_Task instructions_.
Would you repeat each of the lines below exactly?

Dataset entries
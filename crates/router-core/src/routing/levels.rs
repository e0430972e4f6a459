//! Periodic level broadcast
//!
//! A background thread samples the router's meters at a fixed cadence,
//! independent of the chunk rate, and pushes a [`LevelsUpdate`] to every
//! subscriber while a session runs. Slow subscribers miss updates instead
//! of blocking the broadcast; dropped subscribers are pruned.

use std::sync::{Arc, Mutex, PoisonError, Weak};
use std::thread::{self, JoinHandle};
use std::time::Duration;

use crossbeam::channel::{bounded, Receiver, RecvTimeoutError, Sender, TrySendError};

use super::router::Router;
use super::state::LevelsUpdate;

type Subscribers = Arc<Mutex<Vec<Sender<LevelsUpdate>>>>;

/// Handle to the broadcast thread; dropping it stops the thread
pub struct LevelBroadcaster {
    subscribers: Subscribers,
    shutdown: Option<Sender<()>>,
    thread: Option<JoinHandle<()>>,
}

impl LevelBroadcaster {
    /// Start broadcasting `router`'s levels every `interval`
    ///
    /// Holds only a weak reference: the thread exits on its own once the
    /// router is dropped.
    pub fn spawn(router: &Arc<Router>, interval: Duration) -> std::io::Result<Self> {
        let subscribers: Subscribers = Arc::default();
        let (shutdown_tx, shutdown_rx) = bounded::<()>(0);

        let router = Arc::downgrade(router);
        let targets = subscribers.clone();
        let thread = thread::Builder::new()
            .name("router-levels".to_string())
            .spawn(move || run(router, targets, shutdown_rx, interval))?;

        Ok(Self {
            subscribers,
            shutdown: Some(shutdown_tx),
            thread: Some(thread),
        })
    }

    /// Receive updates, buffering at most `capacity` of them
    pub fn subscribe(&self, capacity: usize) -> Receiver<LevelsUpdate> {
        let (tx, rx) = bounded(capacity.max(1));
        self.subscribers
            .lock()
            .unwrap_or_else(PoisonError::into_inner)
            .push(tx);
        rx
    }

    pub fn subscriber_count(&self) -> usize {
        self.subscribers
            .lock()
            .unwrap_or_else(PoisonError::into_inner)
            .len()
    }

    pub fn stop(&mut self) {
        self.shutdown.take();
        if let Some(thread) = self.thread.take() {
            if thread.join().is_err() {
                log::error!("Level broadcast thread panicked");
            }
        }
    }
}

impl Drop for LevelBroadcaster {
    fn drop(&mut self) {
        self.stop();
    }
}

fn run(
    router: Weak<Router>,
    subscribers: Subscribers,
    shutdown: Receiver<()>,
    interval: Duration,
) {
    loop {
        match shutdown.recv_timeout(interval) {
            Err(RecvTimeoutError::Timeout) => {}
            _ => break,
        }

        let Some(router) = router.upgrade() else {
            break;
        };
        if !router.is_running() {
            continue;
        }
        let update = router.levels();
        drop(router);

        let mut subscribers = subscribers.lock().unwrap_or_else(PoisonError::into_inner);
        subscribers.retain(|tx| match tx.try_send(update.clone()) {
            Ok(()) | Err(TrySendError::Full(_)) => true,
            Err(TrySendError::Disconnected(_)) => false,
        });
    }
    log::debug!("Level broadcast stopped");
}

#[cfg(test)]
mod tests {
    use super::*;
    use crate::audio::testing::MockBackend;
    use crate::config::EngineConfig;
    use crate::types::InputChunk;
    use std::time::Instant;

    const INTERVAL: Duration = Duration::from_millis(5);

    fn running_router() -> (Arc<MockBackend>, Arc<Router>) {
        let backend = Arc::new(MockBackend::new());
        let config = EngineConfig {
            chunk_size: 64,
            ..Default::default()
        };
        let router = Arc::new(Router::new(backend.clone(), config));
        router.add_destination(&MockBackend::id("Out A")).unwrap();
        router.start(&MockBackend::id("Surround In")).unwrap();
        (backend, router)
    }

    #[test]
    fn test_updates_carry_meter_values() {
        let (backend, router) = running_router();
        let broadcaster = LevelBroadcaster::spawn(&router, INTERVAL).unwrap();
        let rx = broadcaster.subscribe(4);

        backend
            .feed()
            .send(InputChunk::from_fn(64, |_, channel| 0.1 * (channel + 1) as f32))
            .unwrap();

        let deadline = Instant::now() + Duration::from_secs(2);
        let update = loop {
            let update = rx.recv_timeout(Duration::from_secs(2)).unwrap();
            if update.input_levels[5] > 0.0 || Instant::now() > deadline {
                break update;
            }
        };
        assert!((update.input_levels[5] - 0.6).abs() < 1e-6);
        assert_eq!(update.output_levels.len(), 1);
        assert_eq!(update.output_levels[0].0, MockBackend::id("Out A"));
    }

    #[test]
    fn test_dropped_subscribers_are_pruned() {
        let (_backend, router) = running_router();
        let broadcaster = LevelBroadcaster::spawn(&router, INTERVAL).unwrap();
        let kept = broadcaster.subscribe(1);
        drop(broadcaster.subscribe(1));
        assert_eq!(broadcaster.subscriber_count(), 2);

        let deadline = Instant::now() + Duration::from_secs(2);
        while broadcaster.subscriber_count() > 1 && Instant::now() < deadline {
            thread::sleep(INTERVAL);
        }
        assert_eq!(broadcaster.subscriber_count(), 1);
        assert!(kept.recv_timeout(Duration::from_secs(1)).is_ok());
    }

    #[test]
    fn test_exits_when_router_dropped() {
        let backend = Arc::new(MockBackend::new());
        let router = Arc::new(Router::new(backend, EngineConfig::default()));
        let mut broadcaster = LevelBroadcaster::spawn(&router, INTERVAL).unwrap();
        let rx = broadcaster.subscribe(1);
        drop(router);

        broadcaster.stop();
        assert!(rx.try_recv().is_err());
    }
}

_Answer box_.
filename crates/router-core/src/routing/levels.rs
repository e0430972e4f6a459
//! Periodic level broadcast
//!
//! A background thread samples the router's meters at a fixed cadence,
//! independent of the chunk rate, and pushes a [`LevelsUpdate`] to every
//! subscriber while a session runs. Slow subscribers miss updates instead
//! of blocking the broadcast; dropped subscribers are pruned.

use std::sync::{Arc, Mutex, PoisonError, Weak};
use std::thread::{self, JoinHandle};
use std::time::Duration;

use crossbeam::channel::{bounded, Receiver, RecvTimeoutError, Sender, TrySendError};

use super::router::Router;
use super::state::LevelsUpdate;

type Subscribers = Arc<Mutex<Vec<Sender<LevelsUpdate>>>>;

/// Handle to the broadcast thread; dropping it stops the thread
pub struct LevelBroadcaster {
    subscribers: Subscribers,
    shutdown: Option<Sender<()>>,
    thread: Option<JoinHandle<()>>,
}

impl LevelBroadcaster {
    /// Start broadcasting `router`'s levels every `interval`
    ///
    /// Holds only a weak reference: the thread exits on its own once the
    /// router is dropped.
    pub fn spawn(router: &Arc<Router>, interval: Duration) -> std::io::Result<Self> {
        let subscribers: Subscribers = Arc::default();
        let (shutdown_tx, shutdown_rx) = bounded::<()>(0);

        let router = Arc::downgrade(router);
        let targets = subscribers.clone();
        let thread = thread::Builder::new()
            .name("router-levels".to_string())
            .spawn(move || run(router, targets, shutdown_rx, interval))?;

        Ok(Self {
            subscribers,
            shutdown: Some(shutdown_tx),
            thread: Some(thread),
        })
    }

    /// Receive updates, buffering at most `capacity` of them
    pub fn subscribe(&self, capacity: usize) -> Receiver<LevelsUpdate> {
        let (tx, rx) = bounded(capacity.max(1));
        self.subscribers
            .lock()
            .unwrap_or_else(PoisonError::into_inner)
            .push(tx);
        rx
    }

    pub fn subscriber_count(&self) -> usize {
        self.subscribers
            .lock()
            .unwrap_or_else(PoisonError::into_inner)
            .len()
    }

    pub fn stop(&mut self) {
        self.shutdown.take();
        if let Some(thread) = self.thread.take() {
            if thread.join().is_err() {
                log::error!("Level broadcast thread panicked");
            }
        }
    }
}

impl Drop for LevelBroadcaster {
    fn drop(&mut self) {
        self.stop();
    }
}

fn run(
    router: Weak<Router>,
    subscribers: Subscribers,
    shutdown: Receiver<()>,
    interval: Duration,
) {
    loop {
        match shutdown.recv_timeout(interval) {
            Err(RecvTimeoutError::Timeout) => {}
            _ => break,
        }

        let Some(router) = router.upgrade() else {
            break;
        };
        if !router.is_running() {
            continue;
        }
        let update = router.levels();
        drop(router);

        let mut subscribers = subscribers.lock().unwrap_or_else(PoisonError::into_inner);
        subscribers.retain(|tx| match tx.try_send(update.clone()) {
            Ok(()) | Err(TrySendError::Full(_)) => true,
            Err(TrySendError::Disconnected(_)) => false,
        });
    }
    log::debug!("Level broadcast stopped");
}

#[cfg(test)]
mod tests {
    use super::*;
    use crate::audio::testing::MockBackend;
    use crate::config::EngineConfig;
    use crate::types::InputChunk;
    use std::time::Instant;

    const INTERVAL: Duration = Duration::from_millis(5);

    fn running_router() -> (Arc<MockBackend>, Arc<Router>) {
        let backend = Arc::new(MockBackend::new());
        let config = EngineConfig {
            chunk_size: 64,
            ..Default::default()
        };
        let router = Arc::new(Router::new(backend.clone(), config));
        router.add_destination(&MockBackend::id("Out A")).unwrap();
        router.start(&MockBackend::id("Surround In")).unwrap();
        (backend, router)
    }

    #[test]
    fn test_updates_carry_meter_values() {
        let (backend, router) = running_router();
        let broadcaster = LevelBroadcaster::spawn(&router, INTERVAL).unwrap();
        let rx = broadcaster.subscribe(4);

        backend
            .feed()
            .send(InputChunk::from_fn(64, |_, channel| 0.1 * (channel + 1) as f32))
            .unwrap();

        let deadline = Instant::now() + Duration::from_secs(2);
        let update = loop {
            let update = rx.recv_timeout(Duration::from_secs(2)).unwrap();
            if update.input_levels[5] > 0.0 || Instant::now() > deadline {
                break update;
            }
        };
        assert!((update.input_levels[5] - 0.6).abs() < 1e-6);
        assert_eq!(update.output_levels.len(), 1);
        assert_eq!(update.output_levels[0].0, MockBackend::id("Out A"));
    }

    #[test]
    fn test_dropped_subscribers_are_pruned() {
        let (_backend, router) = running_router();
        let broadcaster = LevelBroadcaster::spawn(&router, INTERVAL).unwrap();
        let kept = broadcaster.subscribe(1);
        drop(broadcaster.subscribe(1));
        assert_eq!(broadcaster.subscriber_count(), 2);

        let deadline = Instant::now() + Duration::from_secs(2);
        while broadcaster.subscriber_count() > 1 && Instant::now() < deadline {
            thread::sleep(INTERVAL);
        }
        assert_eq!(broadcaster.subscriber_count(), 1);
        assert!(kept.recv_timeout(Duration::from_secs(1)).is_ok());
    }

    #[test]
    fn test_exits_when_router_dropped() {
        let backend = Arc::new(MockBackend::new());
        let router = Arc::new(Router::new(backend, EngineConfig::default()));
        let mut broadcaster = LevelBroadcaster::spawn(&router, INTERVAL).unwrap();
        let rx = broadcaster.subscribe(1);
        drop(router);

        broadcaster.stop();
        assert!(rx.try_recv().is_err());
    }
}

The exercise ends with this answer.